Certaines dispositions du texte paraissent encore très restrictives. Celle, par exemple, qui conditionne l'accès aux transports interrégionaux à la présentation d'un passe vaccinal limite fortement la liberté de déplacement. A-t-on pensé à tous ceux qui, vivant à proximité d'une limite administrative, ne pourront plus prendre le train pour aller sur leur lieu d'étude ou de travail s'ils ne sont pas vaccinés ? Tout laisse croire que cela a été fait à dessein.

L'Organisation mondiale de la santé critique les pays occidentaux et leur volonté de survacciner leurs populations à coups de rappels réguliers. Le virus ne connaît pas les frontières, et les variants se développent précisément dans les endroits du monde où la population n'a pas reçu de vaccin. Le variant delta s'est formé en Inde, le variant omicron en Afrique du Sud. Le meilleur moyen de sortir au plus vite de cette crise est de mettre ces vaccins à la disposition des milliards de personnes qui n'ont même pas reçu une seule dose.

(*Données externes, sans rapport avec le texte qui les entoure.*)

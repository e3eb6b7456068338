//! Scheduled jobs
//!
//! The actions the scheduler runs against the session. Each one checks the
//! phase itself, so the job table never changes between runs.

use rand::Rng;

use super::scheduler::{JobId, Scheduler};
use super::state::{GamePhase, Session};
use crate::error::ConfigError;
use crate::tuning::JobCadence;

/// Register the three game jobs at their configured cadence
pub fn register_jobs(
    scheduler: &mut Scheduler<Session>,
    cadence: &JobCadence,
) -> Result<(), ConfigError> {
    scheduler.register(JobId::MoveObstacles, cadence.move_obstacles, move_obstacles)?;
    scheduler.register(
        JobId::MaybeDirectionChange,
        cadence.maybe_direction_change,
        maybe_change_direction,
    )?;
    scheduler.register(
        JobId::SpeedUpObstacles,
        cadence.speed_up_obstacles,
        speed_up_obstacles,
    )?;
    Ok(())
}

/// Scroll the field one cell once the move interval has passed
pub fn move_obstacles(session: &mut Session) {
    if !session.phase.is_live() {
        return;
    }
    let now = session.now_ms;
    if !session.pacing.move_due(now) {
        return;
    }
    session.pacing.last_moved_ms = now;

    session.obstacles.advance(session.direction);
    let pruned = session.obstacles.prune(&session.geometry);
    if pruned > 0 {
        log::trace!("Pruned {} obstacles", pruned);
    }

    if session.rng.random::<f32>() < session.tuning.spawn_chance {
        let spawned = session
            .obstacles
            .spawn(session.direction, &session.geometry, &mut session.rng);
        log::debug!("Spawned obstacle at {}", spawned.pos);
    }

    debug_assert!(session.obstacles.within_bounds(&session.geometry));
    session.dirty = true;
}

/// Maybe announce a direction change
pub fn maybe_change_direction(session: &mut Session) {
    if session.phase != GamePhase::Running {
        return;
    }
    let now = session.now_ms;
    if session
        .pacing
        .roll_direction_change(now, &session.tuning, &mut session.rng)
    {
        log::debug!("Direction change announced at {} ms", now);
    }
}

/// Shorten the move interval once the speed-up cooldown has passed
pub fn speed_up_obstacles(session: &mut Session) {
    if session.phase != GamePhase::Running {
        return;
    }
    let now = session.now_ms;
    if let Some(interval) = session.pacing.try_speed_up(now, &session.tuning) {
        log::debug!("Obstacles sped up to every {} ms", interval);
    }
}

#[cfg(test)]
mod tests {
    use super::*;
    use crate::settings::Settings;
    use crate::sim::{Direction, Obstacle};
    use crate::tuning::Tuning;

    fn running_session(tuning: Tuning) -> Session {
        let settings = Settings {
            tuning,
            ..Default::default()
        };
        let mut session = Session::new(&settings, 11);
        session.enter(GamePhase::Running, 0);
        session
    }

    #[test]
    fn test_move_waits_for_interval() {
        let mut session = running_session(Tuning {
            spawn_chance: 0.0,
            ..Default::default()
        });
        session.obstacles.push(Obstacle::new(10, 0));
        let interval = session.pacing.move_interval_ms;

        session.now_ms = interval - 1;
        move_obstacles(&mut session);
        assert_eq!(session.obstacles.iter().next().unwrap().pos.x, 10);

        session.now_ms = interval;
        move_obstacles(&mut session);
        assert_eq!(session.obstacles.iter().next().unwrap().pos.x, 9);
        assert_eq!(session.pacing.last_moved_ms, interval);
    }

    #[test]
    fn test_move_prunes_and_spawns() {
        let mut session = running_session(Tuning {
            spawn_chance: 1.0,
            ..Default::default()
        });
        session.direction = Direction::Right;
        session.obstacles.push(Obstacle::new(15, 1));

        session.now_ms = session.pacing.move_interval_ms;
        move_obstacles(&mut session);

        // Old one fell off the right edge, new one entered on the left
        assert_eq!(session.obstacles.len(), 1);
        assert_eq!(session.obstacles.iter().next().unwrap().pos.x, 0);
        assert!(session.dirty);
    }

    #[test]
    fn test_move_frozen_outside_live_phases() {
        let settings = Settings::default();
        let mut session = Session::new(&settings, 11);
        session.obstacles.push(Obstacle::new(5, 0));
        session.now_ms = 100_000;
        move_obstacles(&mut session);
        assert_eq!(session.obstacles.iter().next().unwrap().pos.x, 5);
    }

    #[test]
    fn test_move_continues_during_warning() {
        let mut session = running_session(Tuning {
            spawn_chance: 0.0,
            ..Default::default()
        });
        session.enter(GamePhase::PreDirectionChange, 0);
        session.obstacles.push(Obstacle::new(5, 0));
        session.now_ms = session.pacing.move_interval_ms;
        move_obstacles(&mut session);
        assert_eq!(session.obstacles.iter().next().unwrap().pos.x, 4);
    }

    #[test]
    fn test_speed_up_only_while_running() {
        let tuning = Tuning::default();
        let cooldown = tuning.speed_up_cooldown_ms;
        let initial = tuning.initial_move_interval_ms;
        let mut session = running_session(tuning);

        session.enter(GamePhase::PreDirectionChange, 0);
        session.now_ms = cooldown;
        speed_up_obstacles(&mut session);
        assert_eq!(session.pacing.move_interval_ms, initial);

        session.enter(GamePhase::Running, cooldown);
        speed_up_obstacles(&mut session);
        assert!(session.pacing.move_interval_ms < initial);
    }

    #[test]
    fn test_direction_roll_only_while_running() {
        let mut session = running_session(Tuning {
            direction_change_chance: 1.0,
            direction_change_cooldown_ms: 0,
            ..Default::default()
        });
        session.enter(GamePhase::GameOver, 0);
        maybe_change_direction(&mut session);
        assert!(!session.pacing.warning_requested);

        let mut session = running_session(Tuning {
            direction_change_chance: 1.0,
            direction_change_cooldown_ms: 0,
            ..Default::default()
        });
        maybe_change_direction(&mut session);
        assert!(session.pacing.warning_requested);
    }

    #[test]
    fn test_register_jobs() {
        let mut scheduler = Scheduler::new();
        register_jobs(&mut scheduler, &JobCadence::default()).unwrap();
        let ids: Vec<JobId> = scheduler.jobs().iter().map(|j| j.id).collect();
        assert_eq!(
            ids,
            vec![
                JobId::MoveObstacles,
                JobId::MaybeDirectionChange,
                JobId::SpeedUpObstacles
            ]
        );

        let mut scheduler = Scheduler::new();
        let cadence = JobCadence {
            speed_up_obstacles: 0,
            ..Default::default()
        };
        assert!(matches!(
            register_jobs(&mut scheduler, &cadence),
            Err(ConfigError::ZeroJobInterval(JobId::SpeedUpObstacles))
        ));
    }
}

Même si nous disposons de vaccins, nous avons à prendre des mesures pour développer tous les moyens susceptibles de nous aider à lutter contre la pandémie. Je pense bien sûr à ceux qui concernent l'hôpital. Dans une récente tribune collective, des médecins anesthésistes alertent sur le nombre de médecins à recruter : près de 350 postes seraient à pourvoir dans les services de réanimation.

Monsieur le ministre, vous avez fait des efforts, je ne le nie pas, mais vous ne pouvez pas affirmer que vous avez supprimé le numerus clausus : en réalité, vous avez simplement augmenté le nombre de places de 20 %. Ce n'est pas la même chose ! Ce surplus suffira tout juste à combler les départs à la retraite – nous connaissons la démographie médicale, beaucoup de médecins sont relativement âgés. Vos efforts doivent être beaucoup plus substantiels.

Je crains donc que ce texte ne soit nocif pour nos libertés, inefficace pour lutter contre la pandémie et destructeur pour la cohésion sociale. Globalement, le groupe Libertés et territoires ne le soutiendra pas, tel qu'il est rédigé.